I consider myself on the skeptical side when it comes to research, and as someone who is frequently frustrated by hype and woowoo, I’m firmly in the camp that says we need skepticism ingrained in how we think and write about new types of inquiry. I personally do think that many of the claims about Big Data applications are overblown, and I also think that the notion that we’ll ever be post-theory or purely empirical are dangerously misguided. But there’s no need to throw the baby out with the bathwater. While we should maintain a healthy criticism of them, new ventures dedicated to researched, data-driven writing should be greeted as a welcome development. What we need, I think, is to contribute to a communal understanding of research methods and statistics, including healthy skepticism, and there’s reason for optimism in that regard.


  1. Using “correlation does not imply causation” as an oversimplified charm against things we feel like rejecting out of hand is so 2012. Now all the cool kids are saying ‘it’s not a free speech issue if it’s a private actor doing it”. (The use of “free speech”, like the use of ‘imply”, is often used colloquially in a much broader way than it’s used a technical context. The definitely correct statement is that “it’s not a violation of the first amendment if it’s a private actor doing it” Although I have seen some people go so far as to say “it’s not censorship if…”, which is definitely incorrect.)

  2. A lot of people do use “imply” to mean “logically implies or entails” or some such.
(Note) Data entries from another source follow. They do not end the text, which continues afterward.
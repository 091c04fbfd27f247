//! Dynamic attribute mapper.
//!
//! # Responsibility
//! - Expose a stable set of named attributes on record types.
//! - Dispatch each access to a registered hook or to a raw slot.
//!
//! # Invariants
//! - Hook and default tables belong to the type, not to instances.
//! - External key notation (`snake_case`, `kebab-case`, `space case`)
//!   never changes which hook an access resolves to.

pub mod attributes;
pub mod entity;
pub mod naming;
pub mod schema;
That’s the way I use it, and hear it used. But that may be a habit from reading in math and logic. If I want to say something weaker, I say “x suggests y.”

    Asking the skeptic for an alternative explanation of the correlation usually turns the conversation in an ok direction.

  3. Hmm. “Correlation does not imply causation” is another way of saying “don’t jump to conclusions”.

    Besides, causation is tricky and multilayered. You say that smoking causes cancer. But for a couple of decades now everyone knows that smoking causes cancer. And people still smoke. You say: addiction. But everyone knows about addiction, and yet they still choose to start smoking. Advertisement is banned, terrifying pictures are printed on the cigarette boxes, and yet they still do.

    At this point, saying “cigarette smoking causes cancer” becomes nearly as meaningless as saying “self-inflicted bullet wound in one’s head causes death”. Cigarette smoking has, in fact, ceased causing cancer; you now have to look for psychological and social causes.

    1. That is an absurd semantic distinction that does not accurately describe how human beings use the idea of causation.

      1. It’s not absurd, just a different angle, different scope, different context. For the pathologist drug overdose is a cause of death, the psychiatrist is looking for a different kind of cause (e.g. psychological trauma), and the sociologist for a different one yet (e.g. egotistic competitive culture, or whatever). Correlations won’t help much, you need a context, structural framework. Otherwise you’ll have a bunch of disconnected cause-effect items that don’t add up into any consistent logical worldview.

        1. The Big Bang caused cancer.

          Joking aside: The appropriate scope of the causal chain is determined by usefulness. If one is trying to determine whether a product causes disease, it is not useful to say, “No, it doesn’t, because the decision to use the product is caused by advertising/popularity/genetics, which are determined by…” ad infinitum.

  4. Well said, but it might help to consider physical disciplines where these terms have simpler and more direct meaning.

    I am sure it is not my unique construction. I will lazily avoid your links for now. There is a test for correlation and causation. And maybe more useful understanding.

    Correlation is a state measure. Accelerator depression is correlated to vehicle speed.

    Causation is a relationship between derivatives. If I change the accelerator, vehicle speed changes: ds/da is not zero. But if I change the speed (push the car downhill) the accelerator doesn’t move. You can more naturally write this as the correlation between the time derivatives of the two. This also let’s you naturally extend to confounding variables. And explains experiment directions.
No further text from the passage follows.